SBCLT, BCC, and their citywide partners continue to pressure local governments to crack down on polluting industries, partly by advocating for the passage of the CHERISH Our Communities Act. The proposed law would force the MDE to create cumulative impact assessments, aiming to reduce the collective pollution that communities are subject to. 

Polluting facilities currently cannot surpass a certain level of emissions, but communities do not experience pollution in a vacuum. They inhale the contaminants from all existing facilities, which compounds the health and environmental effects. 

One person is not going to shut down that incinerator and start composting.
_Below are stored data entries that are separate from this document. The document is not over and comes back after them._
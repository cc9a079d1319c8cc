pub mod allocation;

use chrono::{DateTime, NaiveDate, Utc};
use serde::{Deserialize, Serialize};
use uuid::Uuid;

use crate::decimal::Money;
use crate::errors::{LedgerError, Result};
use crate::types::{AllocationId, ChargeId, CommunityId, ContractId, PaymentId, PaymentMethod};

pub use allocation::{AllocationEngine, AllocationPlan, ChargeState, StatusTransition, VoidPlan};

/// money received for a contract, independent of any charge until allocated
#[derive(Debug, Clone, PartialEq, Serialize, Deserialize)]
pub struct Payment {
    pub id: PaymentId,
    pub contract_id: ContractId,
    pub community_id: CommunityId,
    pub amount: Money,
    pub method: PaymentMethod,
    pub paid_on: NaiveDate,
    pub reference: Option<String>,
    pub is_active: bool,
    pub created_at: DateTime<Utc>,
    pub updated_at: DateTime<Utc>,
    /// optimistic row token, managed by the store
    pub version: u64,
}

/// payment request
#[derive(Debug, Clone, PartialEq, Serialize, Deserialize)]
pub struct PaymentRequest {
    pub contract_id: ContractId,
    pub community_id: CommunityId,
    pub amount: Money,
    pub method: PaymentMethod,
    pub paid_on: NaiveDate,
    pub reference: Option<String>,
}

impl Payment {
    /// build a new, unpersisted payment
    pub fn new(request: PaymentRequest, now: DateTime<Utc>) -> Result<Self> {
        if !request.amount.is_positive() {
            return Err(LedgerError::InvalidAmount {
                amount: request.amount,
            });
        }

        Ok(Self {
            id: Uuid::new_v4(),
            contract_id: request.contract_id,
            community_id: request.community_id,
            amount: request.amount,
            method: request.method,
            paid_on: request.paid_on,
            reference: request.reference,
            is_active: true,
            created_at: now,
            updated_at: now,
            version: 0,
        })
    }

    /// portion of the payment not yet applied to any charge
    pub fn unallocated(&self, allocations: &[Allocation]) -> Money {
        self.amount.saturating_sub(allocated_total(self.id, allocations))
    }
}

/// how much of a payment was applied to one charge
#[derive(Debug, Clone, PartialEq, Serialize, Deserialize)]
pub struct Allocation {
    pub id: AllocationId,
    pub payment_id: PaymentId,
    pub charge_id: ChargeId,
    pub applied_amount: Money,
    pub created_at: DateTime<Utc>,
    pub updated_at: DateTime<Utc>,
}

impl Allocation {
    pub fn new(
        payment_id: PaymentId,
        charge_id: ChargeId,
        applied_amount: Money,
        now: DateTime<Utc>,
    ) -> Self {
        Self {
            id: Uuid::new_v4(),
            payment_id,
            charge_id,
            applied_amount,
            created_at: now,
            updated_at: now,
        }
    }
}

/// one requested (charge, amount) pair of an allocation call
#[derive(Debug, Clone, Copy, PartialEq, Eq, Serialize, Deserialize)]
pub struct AllocationLine {
    pub charge_id: ChargeId,
    pub applied_amount: Money,
}

impl AllocationLine {
    pub fn new(charge_id: ChargeId, applied_amount: Money) -> Self {
        Self {
            charge_id,
            applied_amount,
        }
    }
}

/// total applied by a payment across the given rows
pub fn allocated_total(payment_id: PaymentId, allocations: &[Allocation]) -> Money {
    allocations
        .iter()
        .filter(|a| a.payment_id == payment_id)
        .map(|a| a.applied_amount)
        .sum()
}

/// total received by a charge across the given rows
pub fn charge_allocated_total(charge_id: ChargeId, allocations: &[Allocation]) -> Money {
    allocations
        .iter()
        .filter(|a| a.charge_id == charge_id)
        .map(|a| a.applied_amount)
        .sum()
}

/// deterministic payment ordering: payment date, then creation time, then id
pub fn sort_payments(payments: &mut [Payment]) {
    payments.sort_by(|a, b| {
        a.paid_on
            .cmp(&b.paid_on)
            .then(a.created_at.cmp(&b.created_at))
            .then(a.id.cmp(&b.id))
    });
}
use chrono::{DateTime, Datelike, NaiveDate, Utc};
use hourglass_rs::SafeTimeProvider;

/// read the clock once: the ledger's "today" (UTC calendar date) and the instant
pub fn clock(time_provider: &SafeTimeProvider) -> (NaiveDate, DateTime<Utc>) {
    let now = time_provider.now();
    (now.date_naive(), now)
}

/// days elapsed since `due_date`, zero when not yet past due
pub fn days_past_due(due_date: NaiveDate, today: NaiveDate) -> u32 {
    let days = (today - due_date).num_days();
    u32::try_from(days.max(0)).unwrap_or(u32::MAX)
}

/// number of days in the given month
pub fn days_in_month(year: i32, month: u32) -> u32 {
    let (next_year, next_month) = if month == 12 { (year + 1, 1) } else { (year, month + 1) };
    NaiveDate::from_ymd_opt(next_year, next_month, 1)
        .and_then(|first_of_next| first_of_next.pred_opt())
        .map(|last| last.day())
        .unwrap_or(28)
}

/// move `months` calendar months forward from `start`, landing on
/// `day_of_month` clamped to the length of the target month
pub fn add_months_clamped(start: NaiveDate, months: u32, day_of_month: u32) -> Option<NaiveDate> {
    let zero_based = start.month0().checked_add(months)?;
    let year = start.year().checked_add(i32::try_from(zero_based / 12).ok()?)?;
    let month = zero_based % 12 + 1;
    let day = day_of_month.clamp(1, days_in_month(year, month));
    NaiveDate::from_ymd_opt(year, month, day)
}
use std::sync::Once;

use tracing_subscriber::{fmt, EnvFilter};

static TRACING_INIT: Once = Once::new();

/// default filter directive when `RUST_LOG` is unset
pub const DEFAULT_DIRECTIVE: &str = "community_ledger=info";

/// Installs a global `fmt` subscriber filtered by `RUST_LOG`.
///
/// Safe to call repeatedly; only the first call installs anything, and a host
/// that already installed its own subscriber keeps it.
pub fn init_tracing() {
    TRACING_INIT.call_once(|| {
        let filter = EnvFilter::try_from_default_env()
            .unwrap_or_else(|_| EnvFilter::new(DEFAULT_DIRECTIVE));
        if fmt().with_env_filter(filter).with_target(true).try_init().is_ok() {
            tracing::info!("community ledger tracing initialized");
        }
    });
}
It takes a collective to find places where we can work together.

Marvin Hayes, Baltimore Compost Collective founder

“If that analysis shows that those facilities would harm the community, then the MDE needs to deny the renewal permits or take some other steps to save communities from harm,” said Jennifer Kunze, the Maryland organizing director of Clean Water Action, to Inside Climate News

Organizers understand that forcing the government to work for the people can take years of tireless pressure, reports, and demands at local, regional, and federal levels. Until then, advocates who spoke to Prism said they would continue to support local residents, whether it’s through compost pickup or housing support. 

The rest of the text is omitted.